Your assignment: Lines from the top of the entries down to the line with "registry so a" must be set down exactly as they stand, with both ends retained.

----- Material to process -----

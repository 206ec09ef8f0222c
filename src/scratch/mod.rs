//! Named scratchpads: quick-launch windows that are spawned once and then
//! toggled in and out of view.
//!
//! A client sends a [`ToggleRequest`] over the IPC socket; the
//! [`ScratchpadRegistry`] either shows the window that belongs to that id or
//! spawns its program.  Window events are routed back to the registry so a
//! freshly shown scratchpad is resized to its physical size and placed on the
//! focused output.

pub mod definition;
pub mod launcher;
pub mod registry;

pub use definition::{Definition, ToggleRequest, WireDefinition};
pub use launcher::ShellLauncher;
pub use registry::ScratchpadRegistry;

/// A scratchpad and the process that backs it.
#[derive(Debug, Clone, PartialEq, Eq)]
pub struct Scratchpad {
    pub definition: Definition,
    /// `0` until the first successful spawn.  Never checked for liveness.
    pub pid: u32,
}

impl Scratchpad {
    pub fn new(definition: Definition) -> Self {
        Self { definition, pid: 0 }
    }
}
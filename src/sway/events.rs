//! [`EventSource`] implementation backed by a sway event subscription.

use crate::command::{WindowChange, WmEvent};
use crate::traits::{EventSource, WmError};
use log::{debug, info, warn};
use std::sync::mpsc;
use swayipc as s;

/// Subscribes to window, workspace and binding events.
pub struct SwayEventSource {
    conn: Option<s::Connection>,
}

impl SwayEventSource {
    /// Open a dedicated connection for the subscription.
    pub fn connect() -> Result<Self, WmError> {
        let conn = s::Connection::new().map_err(|e| WmError::Ipc(e.to_string()))?;
        Ok(Self { conn: Some(conn) })
    }
}

impl EventSource for SwayEventSource {
    type Error = WmError;

    /// Blocks for as long as sway keeps the subscription open.  Can only
    /// run once; the connection is consumed by the subscription.
    fn run(&mut self, sink: mpsc::Sender<WmEvent>) -> Result<(), WmError> {
        let conn = self
            .conn
            .take()
            .ok_or_else(|| WmError::Ipc("event source already ran".into()))?;
        let events = conn
            .subscribe([
                s::EventType::Window,
                s::EventType::Workspace,
                s::EventType::Binding,
            ])
            .map_err(|e| WmError::Ipc(e.to_string()))?;
        info!("subscribed to sway events");

        for event in events {
            let event = match event {
                Ok(event) => event,
                Err(e) => {
                    warn!("event stream error: {}", e);
                    return Err(WmError::Ipc(e.to_string()));
                }
            };
            let Some(event) = convert_event(event) else {
                continue;
            };
            debug!("event {:?}", event);
            if sink.send(event).is_err() {
                info!("sink closed, shutting down");
                break;
            }
        }
        Ok(())
    }
}

fn convert_event(event: s::Event) -> Option<WmEvent> {
    match event {
        s::Event::Window(ev) => Some(WmEvent::Window {
            change: convert_change(ev.change),
            container: Box::new(super::wm::convert_node(&ev.container)),
        }),
        s::Event::Workspace(_) => Some(WmEvent::Workspace),
        s::Event::Binding(ev) => Some(WmEvent::Binding {
            command: ev.binding.command.clone(),
        }),
        _ => None,
    }
}

fn convert_change(change: s::WindowChange) -> WindowChange {
    match change {
        s::WindowChange::New => WindowChange::New,
        s::WindowChange::Close => WindowChange::Close,
        s::WindowChange::Focus => WindowChange::Focus,
        s::WindowChange::Move => WindowChange::Move,
        s::WindowChange::Floating => WindowChange::Floating,
        _ => WindowChange::Other,
    }
}
//! Pure functions over a container tree snapshot.
//!
//! Nothing here talks to the window manager: every function reads a
//! [`ContainerNode`] and returns node references or the commands to issue.

use crate::command::{ContainerNode, NodeKind, Orientation, WmCommand};

/// Commands that remove redundant nesting below `root`.
///
/// Every container with exactly one child, where that child is itself a
/// container, gets a `split none` on the child.  Commands are produced
/// top-down, depth-first.
pub fn normalize_commands(root: &ContainerNode) -> Vec<WmCommand> {
    let mut commands = Vec::new();
    collect_normalize(root, &mut commands);
    commands
}

fn collect_normalize(node: &ContainerNode, out: &mut Vec<WmCommand>) {
    if let [only] = node.children.as_slice() {
        if node.kind == NodeKind::Container && only.kind == NodeKind::Container {
            out.push(WmCommand::SplitNone { con_id: only.id });
        }
    }
    for child in &node.children {
        collect_normalize(child, out);
    }
}

/// The containers autogap fits to the screen.
///
/// Starts with the workspace's tiled containers and keeps descending while
/// there is exactly one of them and it has container children of its own.
pub fn top_level_containers(workspace: &ContainerNode) -> Vec<&ContainerNode> {
    let mut level: Vec<&ContainerNode> = workspace.container_children().collect();
    while let [only] = level.as_slice() {
        let below: Vec<&ContainerNode> = only.container_children().collect();
        if below.is_empty() {
            break;
        }
        level = below;
    }
    level
}

/// Orientation the split heuristic picks for `node`: vertical when it is
/// taller than wide.
pub fn split_direction(node: &ContainerNode) -> Orientation {
    if node.rect.height > node.rect.width {
        Orientation::Vertical
    } else {
        Orientation::Horizontal
    }
}

/// A split command for `node`, unless it already has `orientation`.
pub fn split_command_if_needed(node: &ContainerNode, orientation: Orientation) -> Option<WmCommand> {
    (node.orientation != orientation).then_some(WmCommand::Split {
        con_id: node.id,
        orientation,
    })
}
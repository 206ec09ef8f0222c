//! **sway-scratch**: physically-sized scratchpads.
//!
//! `sway-scratch serve` runs the daemon; `sway-scratch call <cmd>` asks it
//! to show, hide or spawn the scratchpad for `<cmd>`.

use clap::{Parser, Subcommand};
use log::{error, info, warn};
use std::path::PathBuf;
use std::sync::{mpsc, Arc};
use std::thread;
use sway_reflex::command::WmEvent;
use sway_reflex::config::{Config, PhysicalSourceKind};
use sway_reflex::daemon::{exit_code, spawn_event_source, spawn_signal_watcher, Shutdown};
use sway_reflex::ipc::listener::UnixSocketListener;
use sway_reflex::ipc::{client, socket_path, SCRATCH_SOCKET};
use sway_reflex::output::{OutputRegistry, PhysicalSource};
use sway_reflex::pidfile::{PidFile, SCRATCH_PIDFILE};
use sway_reflex::scratch::{
    Definition, ScratchpadRegistry, ShellLauncher, ToggleRequest, WireDefinition,
};
use sway_reflex::sway::{SwayEventSource, SwayWm};
use sway_reflex::Result;

#[derive(Debug, Parser)]
#[command(name = "sway-scratch", version)]
struct Cli {
    /// Config file (default: $XDG_CONFIG_HOME/sway-reflex/config.json).
    #[arg(long, global = true)]
    config: Option<PathBuf>,

    #[command(subcommand)]
    command: Command,
}

#[derive(Debug, Subcommand)]
enum Command {
    /// Run the scratchpad daemon.
    Serve {
        /// Where monitor physical sizes come from: `wayland` or `fixed`.
        #[arg(long)]
        physical_source: Option<PhysicalSourceKind>,
    },
    /// Toggle the scratchpad running `cmd`.
    Call {
        /// Shell command that starts the scratchpad program.
        cmd: String,

        /// Scratchpad id (default: `<cmd>_<position>_<W>x<H>`).
        #[arg(long)]
        id: Option<String>,

        /// `center`, `left` or `right`.
        #[arg(long)]
        position: Option<String>,

        /// Window size in millimeters.
        #[arg(long, value_name = "WxH")]
        window_size: Option<String>,
    },
}

fn main() {
    env_logger::Builder::from_env(env_logger::Env::default().default_filter_or("info")).init();

    let cli = Cli::parse();
    let result = Config::load_or_default(cli.config.as_deref())
        .map_err(sway_reflex::Error::from)
        .and_then(|config| match cli.command {
            Command::Serve { physical_source } => serve(config, physical_source),
            Command::Call {
                cmd,
                id,
                position,
                window_size,
            } => call(config, cmd, id, position, window_size),
        });

    match &result {
        Ok(()) => {}
        Err(sway_reflex::Error::AlreadyRunning(pid)) => {
            info!("server already running (pid {})", pid)
        }
        Err(e) => error!("{}", e),
    }
    std::process::exit(exit_code(&result));
}

fn serve(mut config: Config, physical_source: Option<PhysicalSourceKind>) -> Result<()> {
    if let Some(source) = physical_source {
        config.physical_source = source;
    }
    config.validate()?;

    let _lock = PidFile::lock(SCRATCH_PIDFILE)?;
    let (done_tx, done_rx) = mpsc::channel::<Shutdown>();
    spawn_signal_watcher(done_tx.clone())?;

    let registry = Arc::new(ScratchpadRegistry::new(
        SwayWm::connect()?,
        OutputRegistry::new(PhysicalSource::from_config(&config)),
        ShellLauncher::default(),
    ));

    // IPC: accept loop -> toggle loop.
    let (request_tx, request_rx) = mpsc::channel::<ToggleRequest>();
    let mut listener = UnixSocketListener::new(socket_path(SCRATCH_SOCKET));
    let stop = listener.stop_handle();
    let listener_thread = thread::Builder::new()
        .name("ipc".into())
        .spawn(move || {
            if let Err(e) = listener.run(request_tx) {
                error!("listener failed: {}", e);
            }
        })?;

    let toggles = Arc::clone(&registry);
    thread::Builder::new()
        .name("toggle".into())
        .spawn(move || {
            for request in request_rx {
                let id = request.id.clone();
                if let Err(e) = toggles.toggle(request) {
                    warn!("toggle {} failed: {}", id, e);
                }
            }
        })?;

    // Window manager events -> placement.  Losing the subscription stops
    // the daemon.
    let (event_tx, event_rx) = mpsc::channel::<WmEvent>();
    spawn_event_source(SwayEventSource::connect()?, event_tx, done_tx)?;

    let events = Arc::clone(&registry);
    thread::Builder::new()
        .name("placement".into())
        .spawn(move || {
            for event in event_rx {
                if let Err(e) = events.handle_event(event) {
                    warn!("event skipped: {}", e);
                }
            }
        })?;

    info!("sway-scratch running");
    let shutdown = done_rx.recv().unwrap_or(Shutdown::EventsClosed(None));

    stop.stop();
    if listener_thread.join().is_err() {
        warn!("listener thread panicked");
    }
    shutdown.into_result()
}

fn call(
    mut config: Config,
    cmd: String,
    id: Option<String>,
    position: Option<String>,
    window_size: Option<String>,
) -> Result<()> {
    if let Some(position) = position {
        config.scratch.position = position;
    }
    if let Some(size) = window_size {
        config.scratch.window_size = size;
    }
    let (position, preference) = config.scratch.validate()?;

    let definition = WireDefinition::new(position, cmd, preference);
    Definition::try_from(&definition)?;

    let request = match id {
        Some(id) => ToggleRequest { id, definition },
        None => ToggleRequest::with_default_id(definition),
    };
    client::send(&socket_path(SCRATCH_SOCKET), &request)?;
    info!("sent toggle for {}", request.id);
    Ok(())
}
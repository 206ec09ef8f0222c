//! IPC over a Unix socket.
//!
//! Clients connect, write exactly one JSON value and close.  There is no
//! response.

pub mod client;
pub mod listener;

use crate::config::runtime_file;
use std::path::PathBuf;

/// Socket name used by the scratchpad daemon.
pub const SCRATCH_SOCKET: &str = "sway_scratch";

/// `<XDG_RUNTIME_DIR or /tmp>/<name>.sock`.
pub fn socket_path(name: &str) -> PathBuf {
    runtime_file(name, "sock")
}
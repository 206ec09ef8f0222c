//! Sending a single message to a listener.

use super::listener::UnixSocketError;
use log::debug;
use serde::Serialize;
use std::io::Write;
use std::os::unix::net::UnixStream;
use std::path::Path;

/// Connect to `path`, write `message` as one JSON value and close.
pub fn send<M: Serialize>(path: &Path, message: &M) -> Result<(), UnixSocketError> {
    let mut stream = UnixStream::connect(path)?;
    serde_json::to_writer(&mut stream, message)?;
    stream.flush()?;
    stream.shutdown(std::net::Shutdown::Write)?;
    debug!("sent message to {}", path.display());
    Ok(())
}
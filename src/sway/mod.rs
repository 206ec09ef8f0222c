//! Adapters between sway's IPC and the crate's own vocabulary.
//!
//! [`SwayWm`] answers queries and runs commands on one connection;
//! [`SwayEventSource`] owns a second connection that is turned into an
//! event subscription.

pub mod events;
pub mod wm;

pub use events::SwayEventSource;
pub use wm::SwayWm;
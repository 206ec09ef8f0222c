//! Spawning scratchpad programs through the shell.

use crate::traits::Launcher;
use log::{debug, info, warn};
use std::io::{self, BufRead, BufReader, Read};
use std::process::{Command, Stdio};
use std::thread;

/// A [`Launcher`] that runs commands with `<shell> -c`.
///
/// The child's stdout and stderr are forwarded to the log line by line and
/// the child is reaped on a background thread, so it never lingers as a
/// zombie.
#[derive(Debug, Clone)]
pub struct ShellLauncher {
    shell: String,
}

impl Default for ShellLauncher {
    fn default() -> Self {
        Self { shell: "sh".into() }
    }
}

impl ShellLauncher {
    pub fn new(shell: impl Into<String>) -> Self {
        Self {
            shell: shell.into(),
        }
    }
}

impl Launcher for ShellLauncher {
    fn launch(&self, command: &str) -> io::Result<u32> {
        let mut child = Command::new(&self.shell)
            .arg("-c")
            .arg(command)
            .stdin(Stdio::null())
            .stdout(Stdio::piped())
            .stderr(Stdio::piped())
            .spawn()?;
        let pid = child.id();
        info!("spawned {:?} with pid {}", command, pid);

        if let Some(stdout) = child.stdout.take() {
            forward_lines(stdout, "command out");
        }
        if let Some(stderr) = child.stderr.take() {
            forward_lines(stderr, "command err");
        }

        thread::spawn(move || match child.wait() {
            Ok(status) => debug!("pid {} exited: {}", pid, status),
            Err(e) => warn!("failed to wait for pid {}: {}", pid, e),
        });

        Ok(pid)
    }
}

fn forward_lines<R: Read + Send + 'static>(reader: R, prefix: &'static str) {
    thread::spawn(move || {
        for line in BufReader::new(reader).lines().map_while(Result::ok) {
            info!("{}: {}", prefix, line);
        }
    });
}

#[cfg(test)]
mod tests {
    use super::*;

    #[test]
    fn launch_returns_child_pid() {
        let pid = ShellLauncher::default().launch("echo hello").unwrap();
        assert!(pid > 0);
    }

    #[test]
    fn missing_shell_is_an_error() {
        let launcher = ShellLauncher::new("/nonexistent/shell");
        assert!(launcher.launch("true").is_err());
    }
}
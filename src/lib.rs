//! **sway-reflex**: physically-proportioned autogaps, autotiling and
//! scratchpads for sway.
//!
//! Window sizes are expressed in millimeters.  Every decision converts them
//! to pixels using the monitor's physical size, so a preferred window looks
//! the same on a 13" laptop panel and on a 32" desktop monitor.
//!
//! # Architecture
//!
//! The crate is organised around a handful of traits in [`traits`]:
//!
//! * [`traits::WindowManager`] abstracts tree/workspace/output queries and
//!   command execution, so the controllers are not coupled to sway.
//! * [`traits::EventSource`] abstracts the event subscription that drives
//!   the daemons.
//! * [`traits::PhysicalSizeSource`] abstracts where monitor millimeters come
//!   from (Wayland or configuration).
//! * [`traits::Launcher`] abstracts starting scratchpad programs.
//!
//! The logic lives in [`geometry`] (pure arithmetic), [`tree`] (pure tree
//! analysis), [`autotile`] (the autogap/autotile controller) and
//! [`scratch`] (the scratchpad registry).  Concrete backends live in
//! [`sway`], [`output`] and [`ipc`].

pub mod autotile;
pub mod command;
pub mod config;
pub mod daemon;
pub mod error;
pub mod geometry;
pub mod ipc;
pub mod output;
pub mod pidfile;
pub mod scratch;
pub mod sway;
pub mod traits;
pub mod tree;

pub use error::{Error, Result};
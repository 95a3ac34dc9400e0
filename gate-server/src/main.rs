//! Session gated demo service
//!
//! Serves the registration and login pages under `/auth` and a single gated page at `/`.

use std::io::read_to_string;
use std::sync::Arc;

use actix_web::middleware::from_fn;
use actix_web::web::{self, ReqData};
use actix_web::{App, HttpServer};
use clap::Parser;
use color_eyre::Result;
use sessiongate::{Email, Model, StaticViews, gate, service};
use tracing::info;
use tracing_actix_web::TracingLogger;

use crate::config::{Config, LogFormat};
use crate::opt::Opt;

mod config;
mod opt;

/// Filter used when `RUST_LOG` is not set; sqlx reports every statement at info level
const DEFAULT_FILTER: &str = "info,sqlx=warn";

/// Initializes tracing collection
fn setup_tracing(config: config::Logging) -> Result<()> {
    use tracing_error::ErrorLayer;
    use tracing_subscriber::prelude::*;
    use tracing_subscriber::{EnvFilter, fmt};

    let fmt_layer = match config.format {
        LogFormat::Pretty => fmt::layer().pretty().boxed(),
        LogFormat::Compact => fmt::layer().compact().boxed(),
    };

    let filter_layer =
        EnvFilter::try_from_default_env().or_else(|_| EnvFilter::try_new(DEFAULT_FILTER))?;

    let filter_layer = config
        .filters
        .into_iter()
        .fold(filter_layer, |layer, filter| layer.add_directive(filter));

    tracing_subscriber::registry()
        .with(filter_layer)
        .with(fmt_layer)
        .with(ErrorLayer::default())
        .init();

    Ok(())
}

/// The gated page
async fn index(owner: ReqData<Email>) -> String {
    format!("Logged in as {}", owner.into_inner())
}

#[tokio::main]
async fn main() -> Result<()> {
    let Opt {
        config: mut config_file,
    } = Opt::parse();

    let config = read_to_string(&mut config_file)?;
    let config: Config = toml::from_str(&config)?;

    setup_tracing(config.logging)?;
    color_eyre::install()?;

    info!(
        config = ?config_file.path().path(),
        "Tracing initialized, setting up a service"
    );

    let cleanup_on_start = config.auth.session.cleanup_on_start;
    let model = Model::with_config(config.db, config.auth).await?;
    if cleanup_on_start {
        let purged = model.cleanup().await?;
        info!(purged, "Expired sessions purged");
    }

    let auth_config = service::configure(model, Arc::new(StaticViews::new()));
    HttpServer::new(move || {
        App::new()
            .wrap(TracingLogger::default())
            .configure(auth_config.clone())
            .service(web::resource("/").wrap(from_fn(gate)).to(index))
    })
    .bind(config.host)?
    .run()
    .await?;

    info!("Service stopped, tearing down");
    Ok(())
}

#[cfg(test)]
mod tests {
    use tracing_subscriber::EnvFilter;

    use super::DEFAULT_FILTER;

    #[test]
    fn default_filter_quiets_queries() {
        let filter = EnvFilter::try_new(DEFAULT_FILTER).unwrap().to_string();
        assert!(filter.contains("sqlx=warn"));
    }
}
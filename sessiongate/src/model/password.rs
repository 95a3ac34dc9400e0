//! Password hashing

use std::sync::Arc;

use argon2::password_hash::{self, PasswordHash, PasswordHasher, PasswordVerifier, SaltString};
use argon2::{Algorithm, Argon2, Params, Version};
use color_eyre::Result;
use rand::rngs::OsRng;

use crate::config;
use crate::error::Error;

/// Secret hashed at startup, used to verify against when no user is found
const DUMMY_PASSWORD: &[u8] = b"sessiongate-dummy-password";

/// Argon2id hasher with configured costs
///
/// Hashing and verification are CPU bound, so they are moved to the blocking pool.
#[derive(Clone)]
pub struct Passwords {
    argon2: Argon2<'static>,
    /// Hash of `DUMMY_PASSWORD`, equalizes timing for unknown users
    dummy: Arc<str>,
}

impl Passwords {
    pub fn new(config: &config::PasswordHashing) -> Result<Self> {
        let params = Params::new(
            config.memory_kib,
            config.iterations,
            config.parallelism,
            None,
        )?;
        let argon2 = Argon2::new(Algorithm::Argon2id, Version::V0x13, params);

        let salt = SaltString::generate(&mut OsRng);
        let dummy = argon2.hash_password(DUMMY_PASSWORD, &salt)?.to_string();

        Ok(Self {
            argon2,
            dummy: dummy.into(),
        })
    }

    /// Hashes the password into PHC string format
    pub async fn hash(&self, password: String) -> Result<String, Error> {
        let argon2 = self.argon2.clone();
        let hash = tokio::task::spawn_blocking(move || {
            let salt = SaltString::generate(&mut OsRng);
            argon2
                .hash_password(password.as_bytes(), &salt)
                .map(|hash| hash.to_string())
        })
        .await??;

        Ok(hash)
    }

    /// Verifies the password against the stored hash
    ///
    /// When there is no stored hash the dummy hash is verified instead and the result is always
    /// `false`.
    pub async fn verify(&self, password: String, stored: Option<String>) -> Result<bool, Error> {
        let argon2 = self.argon2.clone();
        let dummy = self.dummy.clone();

        tokio::task::spawn_blocking(move || -> Result<bool, Error> {
            let known = stored.is_some();
            let stored = stored.as_deref().unwrap_or(&*dummy);
            let hash = PasswordHash::new(stored)?;

            // Parameters are read from the stored hash, not from the configured ones
            match argon2.verify_password(password.as_bytes(), &hash) {
                Ok(()) => Ok(known),
                Err(password_hash::Error::Password) => Ok(false),
                Err(err) => Err(err.into()),
            }
        })
        .await?
    }
}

-----

Solution for this task:
repository 206ec09ef8f0222c
filename src/scratch/mod.rs
//! Named scratchpads: quick-launch windows that are spawned once and then
//! toggled in and out of view.
//!
//! A client sends a [`ToggleRequest`] over the IPC socket; the
//! [`ScratchpadRegistry`] either shows the window that belongs to that id or
//! spawns its program.  Window events are routed back to the registry so a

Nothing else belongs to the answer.